◆ Exercise materials:
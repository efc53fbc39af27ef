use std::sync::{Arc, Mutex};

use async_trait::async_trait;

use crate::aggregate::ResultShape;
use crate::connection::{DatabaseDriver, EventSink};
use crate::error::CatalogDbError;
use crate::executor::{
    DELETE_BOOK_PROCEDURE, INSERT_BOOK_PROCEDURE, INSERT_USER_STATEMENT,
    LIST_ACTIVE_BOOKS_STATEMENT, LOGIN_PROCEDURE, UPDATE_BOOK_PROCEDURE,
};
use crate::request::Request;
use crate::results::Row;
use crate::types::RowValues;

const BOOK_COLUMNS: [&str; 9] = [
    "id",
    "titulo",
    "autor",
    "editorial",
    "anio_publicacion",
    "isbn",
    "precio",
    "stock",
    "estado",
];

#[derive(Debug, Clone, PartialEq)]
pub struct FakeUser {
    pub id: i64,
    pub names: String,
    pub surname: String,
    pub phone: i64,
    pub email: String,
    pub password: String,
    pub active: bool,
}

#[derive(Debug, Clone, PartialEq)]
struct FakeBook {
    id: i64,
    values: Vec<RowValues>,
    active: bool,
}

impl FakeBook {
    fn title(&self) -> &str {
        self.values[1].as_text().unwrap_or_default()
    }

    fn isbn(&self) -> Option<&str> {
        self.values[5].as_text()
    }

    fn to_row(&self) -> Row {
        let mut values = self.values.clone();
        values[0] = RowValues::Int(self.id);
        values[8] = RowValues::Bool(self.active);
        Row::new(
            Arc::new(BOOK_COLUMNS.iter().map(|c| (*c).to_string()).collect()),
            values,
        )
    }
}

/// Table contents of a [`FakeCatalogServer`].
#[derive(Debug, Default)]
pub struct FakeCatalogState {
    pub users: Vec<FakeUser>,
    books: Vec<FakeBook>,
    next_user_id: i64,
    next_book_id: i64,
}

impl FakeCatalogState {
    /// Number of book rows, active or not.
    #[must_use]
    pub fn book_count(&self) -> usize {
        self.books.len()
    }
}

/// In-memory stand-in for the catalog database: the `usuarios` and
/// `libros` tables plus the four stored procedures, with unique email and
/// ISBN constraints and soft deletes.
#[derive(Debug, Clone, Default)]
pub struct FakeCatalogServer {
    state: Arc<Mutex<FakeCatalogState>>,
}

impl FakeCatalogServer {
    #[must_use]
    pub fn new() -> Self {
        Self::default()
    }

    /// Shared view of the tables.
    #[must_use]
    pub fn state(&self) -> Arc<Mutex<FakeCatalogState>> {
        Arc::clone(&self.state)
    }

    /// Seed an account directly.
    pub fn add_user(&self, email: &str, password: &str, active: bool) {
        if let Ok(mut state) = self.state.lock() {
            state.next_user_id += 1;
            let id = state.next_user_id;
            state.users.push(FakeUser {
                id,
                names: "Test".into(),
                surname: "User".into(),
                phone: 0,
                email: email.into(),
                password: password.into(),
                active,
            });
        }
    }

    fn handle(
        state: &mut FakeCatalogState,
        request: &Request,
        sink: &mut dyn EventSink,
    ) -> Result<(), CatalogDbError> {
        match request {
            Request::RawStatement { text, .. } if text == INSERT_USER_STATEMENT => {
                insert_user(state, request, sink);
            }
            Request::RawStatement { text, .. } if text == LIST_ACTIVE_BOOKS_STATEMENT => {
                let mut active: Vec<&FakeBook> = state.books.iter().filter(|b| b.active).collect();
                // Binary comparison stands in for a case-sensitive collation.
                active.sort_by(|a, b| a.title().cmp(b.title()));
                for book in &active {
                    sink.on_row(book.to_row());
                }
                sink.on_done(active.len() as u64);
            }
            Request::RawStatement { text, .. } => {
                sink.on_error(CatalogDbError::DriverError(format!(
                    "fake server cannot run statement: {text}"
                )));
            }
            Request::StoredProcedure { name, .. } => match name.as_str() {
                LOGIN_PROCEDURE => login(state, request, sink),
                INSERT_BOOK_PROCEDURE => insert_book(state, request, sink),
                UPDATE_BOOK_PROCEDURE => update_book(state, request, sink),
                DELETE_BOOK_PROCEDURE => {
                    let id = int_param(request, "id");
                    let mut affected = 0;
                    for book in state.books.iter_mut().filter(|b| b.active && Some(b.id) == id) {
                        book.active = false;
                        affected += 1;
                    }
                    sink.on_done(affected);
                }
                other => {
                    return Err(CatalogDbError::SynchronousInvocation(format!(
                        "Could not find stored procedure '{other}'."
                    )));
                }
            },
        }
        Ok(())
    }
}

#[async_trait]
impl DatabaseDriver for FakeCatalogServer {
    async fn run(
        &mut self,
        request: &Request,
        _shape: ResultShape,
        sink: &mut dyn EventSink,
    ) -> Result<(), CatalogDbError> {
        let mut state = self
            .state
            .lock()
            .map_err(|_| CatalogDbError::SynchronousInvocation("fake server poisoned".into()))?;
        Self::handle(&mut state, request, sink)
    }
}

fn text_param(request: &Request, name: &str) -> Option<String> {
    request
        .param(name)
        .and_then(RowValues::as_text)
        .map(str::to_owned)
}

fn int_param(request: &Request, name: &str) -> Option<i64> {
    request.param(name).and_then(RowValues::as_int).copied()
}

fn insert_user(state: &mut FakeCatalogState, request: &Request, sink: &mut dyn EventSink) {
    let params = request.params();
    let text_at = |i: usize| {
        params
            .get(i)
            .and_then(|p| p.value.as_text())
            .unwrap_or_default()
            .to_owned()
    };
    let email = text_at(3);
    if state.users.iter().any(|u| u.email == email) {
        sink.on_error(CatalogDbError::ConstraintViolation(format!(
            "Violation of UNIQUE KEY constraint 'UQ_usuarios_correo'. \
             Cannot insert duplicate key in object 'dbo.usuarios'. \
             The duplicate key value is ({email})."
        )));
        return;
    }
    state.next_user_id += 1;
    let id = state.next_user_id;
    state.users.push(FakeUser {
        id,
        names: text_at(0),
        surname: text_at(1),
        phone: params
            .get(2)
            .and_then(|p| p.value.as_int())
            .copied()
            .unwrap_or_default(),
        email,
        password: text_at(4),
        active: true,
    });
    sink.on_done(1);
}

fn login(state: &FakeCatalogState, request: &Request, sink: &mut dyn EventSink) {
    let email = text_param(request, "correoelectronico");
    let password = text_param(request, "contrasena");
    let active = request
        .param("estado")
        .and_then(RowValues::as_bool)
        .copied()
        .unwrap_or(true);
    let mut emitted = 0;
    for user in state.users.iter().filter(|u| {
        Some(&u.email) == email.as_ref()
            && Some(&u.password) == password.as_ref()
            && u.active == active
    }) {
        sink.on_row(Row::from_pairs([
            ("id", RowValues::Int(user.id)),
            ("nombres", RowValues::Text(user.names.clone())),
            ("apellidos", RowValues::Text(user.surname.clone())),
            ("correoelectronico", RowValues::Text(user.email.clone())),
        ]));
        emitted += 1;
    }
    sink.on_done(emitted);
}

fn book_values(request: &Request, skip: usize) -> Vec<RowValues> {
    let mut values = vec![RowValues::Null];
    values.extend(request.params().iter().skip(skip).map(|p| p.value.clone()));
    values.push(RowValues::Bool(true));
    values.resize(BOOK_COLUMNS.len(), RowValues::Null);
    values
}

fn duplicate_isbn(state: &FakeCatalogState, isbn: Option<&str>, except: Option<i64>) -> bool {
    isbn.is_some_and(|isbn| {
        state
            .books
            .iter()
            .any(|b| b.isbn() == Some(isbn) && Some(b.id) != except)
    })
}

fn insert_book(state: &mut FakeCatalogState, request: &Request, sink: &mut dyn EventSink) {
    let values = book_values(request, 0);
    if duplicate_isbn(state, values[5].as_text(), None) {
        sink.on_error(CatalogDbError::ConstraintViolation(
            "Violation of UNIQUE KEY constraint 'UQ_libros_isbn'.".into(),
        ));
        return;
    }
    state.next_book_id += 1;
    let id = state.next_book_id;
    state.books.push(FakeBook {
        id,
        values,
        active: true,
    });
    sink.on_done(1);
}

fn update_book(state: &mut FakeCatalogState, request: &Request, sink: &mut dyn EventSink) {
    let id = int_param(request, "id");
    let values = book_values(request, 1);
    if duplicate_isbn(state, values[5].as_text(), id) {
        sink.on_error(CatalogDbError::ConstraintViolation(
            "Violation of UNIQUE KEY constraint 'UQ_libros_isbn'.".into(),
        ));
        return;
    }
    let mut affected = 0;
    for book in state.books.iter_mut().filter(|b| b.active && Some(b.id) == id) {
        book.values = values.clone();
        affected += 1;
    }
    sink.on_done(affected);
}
--
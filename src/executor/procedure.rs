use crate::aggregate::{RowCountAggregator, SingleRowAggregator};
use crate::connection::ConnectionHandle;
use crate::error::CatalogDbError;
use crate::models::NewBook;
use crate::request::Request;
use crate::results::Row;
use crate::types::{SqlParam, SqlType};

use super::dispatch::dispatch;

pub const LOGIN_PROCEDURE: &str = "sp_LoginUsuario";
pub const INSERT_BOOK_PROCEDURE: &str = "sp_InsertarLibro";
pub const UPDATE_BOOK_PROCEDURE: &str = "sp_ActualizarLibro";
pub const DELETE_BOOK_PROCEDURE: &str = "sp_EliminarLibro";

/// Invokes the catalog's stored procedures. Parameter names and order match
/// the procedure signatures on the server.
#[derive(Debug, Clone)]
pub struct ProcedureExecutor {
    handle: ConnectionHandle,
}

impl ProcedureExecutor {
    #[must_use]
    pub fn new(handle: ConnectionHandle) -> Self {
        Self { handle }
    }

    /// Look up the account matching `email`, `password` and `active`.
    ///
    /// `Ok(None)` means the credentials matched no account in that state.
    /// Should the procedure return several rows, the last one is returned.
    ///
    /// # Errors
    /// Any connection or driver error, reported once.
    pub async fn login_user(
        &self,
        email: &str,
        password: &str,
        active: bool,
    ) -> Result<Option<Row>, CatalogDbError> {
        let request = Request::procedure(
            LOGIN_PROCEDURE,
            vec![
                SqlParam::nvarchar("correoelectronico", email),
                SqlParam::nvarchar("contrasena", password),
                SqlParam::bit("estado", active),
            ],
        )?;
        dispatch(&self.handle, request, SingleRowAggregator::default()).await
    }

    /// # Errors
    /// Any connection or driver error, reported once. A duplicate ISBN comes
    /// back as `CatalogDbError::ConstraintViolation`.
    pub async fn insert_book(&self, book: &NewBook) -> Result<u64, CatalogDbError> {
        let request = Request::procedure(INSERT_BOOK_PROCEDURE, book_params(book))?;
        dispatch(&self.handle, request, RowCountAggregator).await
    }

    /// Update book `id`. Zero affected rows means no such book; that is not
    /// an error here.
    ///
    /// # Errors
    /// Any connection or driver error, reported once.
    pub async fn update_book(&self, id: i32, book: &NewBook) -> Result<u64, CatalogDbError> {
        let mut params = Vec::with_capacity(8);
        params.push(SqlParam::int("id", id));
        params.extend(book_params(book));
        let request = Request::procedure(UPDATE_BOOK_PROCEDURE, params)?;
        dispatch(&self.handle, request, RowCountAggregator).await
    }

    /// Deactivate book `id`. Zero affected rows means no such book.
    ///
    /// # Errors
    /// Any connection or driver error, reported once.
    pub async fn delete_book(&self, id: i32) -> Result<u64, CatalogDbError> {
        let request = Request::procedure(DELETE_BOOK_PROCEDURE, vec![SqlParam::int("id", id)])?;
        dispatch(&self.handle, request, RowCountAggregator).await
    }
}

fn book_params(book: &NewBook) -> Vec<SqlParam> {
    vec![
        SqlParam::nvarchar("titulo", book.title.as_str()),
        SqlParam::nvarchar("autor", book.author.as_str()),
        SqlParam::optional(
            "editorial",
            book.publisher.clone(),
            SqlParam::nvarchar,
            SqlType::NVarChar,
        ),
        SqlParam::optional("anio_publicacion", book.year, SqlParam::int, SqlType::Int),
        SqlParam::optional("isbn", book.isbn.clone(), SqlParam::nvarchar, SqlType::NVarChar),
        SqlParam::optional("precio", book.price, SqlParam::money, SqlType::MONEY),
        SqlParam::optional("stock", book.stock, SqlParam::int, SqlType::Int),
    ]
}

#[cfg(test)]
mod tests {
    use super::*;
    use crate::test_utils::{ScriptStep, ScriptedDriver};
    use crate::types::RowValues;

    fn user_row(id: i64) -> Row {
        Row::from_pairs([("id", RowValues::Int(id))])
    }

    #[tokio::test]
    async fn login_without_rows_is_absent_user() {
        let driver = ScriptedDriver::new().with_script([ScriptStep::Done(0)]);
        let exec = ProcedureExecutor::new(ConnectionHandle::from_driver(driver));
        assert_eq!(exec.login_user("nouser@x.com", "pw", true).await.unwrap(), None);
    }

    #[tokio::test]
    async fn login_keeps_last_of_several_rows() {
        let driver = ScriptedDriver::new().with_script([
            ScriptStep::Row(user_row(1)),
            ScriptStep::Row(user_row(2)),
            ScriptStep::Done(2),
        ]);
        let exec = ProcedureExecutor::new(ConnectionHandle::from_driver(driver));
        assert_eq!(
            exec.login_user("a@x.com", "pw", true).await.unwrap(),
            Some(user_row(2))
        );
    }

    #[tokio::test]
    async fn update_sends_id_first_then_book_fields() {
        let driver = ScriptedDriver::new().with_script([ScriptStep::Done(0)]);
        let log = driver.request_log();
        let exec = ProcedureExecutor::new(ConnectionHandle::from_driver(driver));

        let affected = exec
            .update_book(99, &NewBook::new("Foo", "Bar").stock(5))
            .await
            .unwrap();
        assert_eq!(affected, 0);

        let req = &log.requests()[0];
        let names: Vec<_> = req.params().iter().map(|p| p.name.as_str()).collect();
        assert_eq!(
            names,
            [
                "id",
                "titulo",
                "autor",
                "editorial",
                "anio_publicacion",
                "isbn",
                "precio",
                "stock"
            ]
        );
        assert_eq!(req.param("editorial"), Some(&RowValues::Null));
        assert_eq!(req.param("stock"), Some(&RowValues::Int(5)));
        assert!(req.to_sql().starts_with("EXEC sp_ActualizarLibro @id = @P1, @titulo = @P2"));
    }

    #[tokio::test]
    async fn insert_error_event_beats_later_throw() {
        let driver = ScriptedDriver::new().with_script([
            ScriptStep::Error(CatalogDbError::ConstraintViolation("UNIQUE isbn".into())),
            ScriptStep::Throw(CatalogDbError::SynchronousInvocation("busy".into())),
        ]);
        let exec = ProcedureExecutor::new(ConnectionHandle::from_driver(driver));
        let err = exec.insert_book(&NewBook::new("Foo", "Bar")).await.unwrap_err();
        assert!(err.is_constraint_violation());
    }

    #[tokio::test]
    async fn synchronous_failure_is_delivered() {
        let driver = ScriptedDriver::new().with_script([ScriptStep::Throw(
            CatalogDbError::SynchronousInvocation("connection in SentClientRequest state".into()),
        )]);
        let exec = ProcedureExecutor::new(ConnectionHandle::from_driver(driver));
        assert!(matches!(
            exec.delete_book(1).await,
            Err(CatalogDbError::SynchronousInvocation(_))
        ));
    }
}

◆ Task prompt:
Could you copy out every line in the material above that contains the string "None"?

◆ Exercise solution:
    if duplicate_isbn(state, values[5].as_text(), None) {
    /// `Ok(None)` means the credentials matched no account in that state.
        assert_eq!(exec.login_user("nouser@x.com", "pw", true).await.unwrap(), None);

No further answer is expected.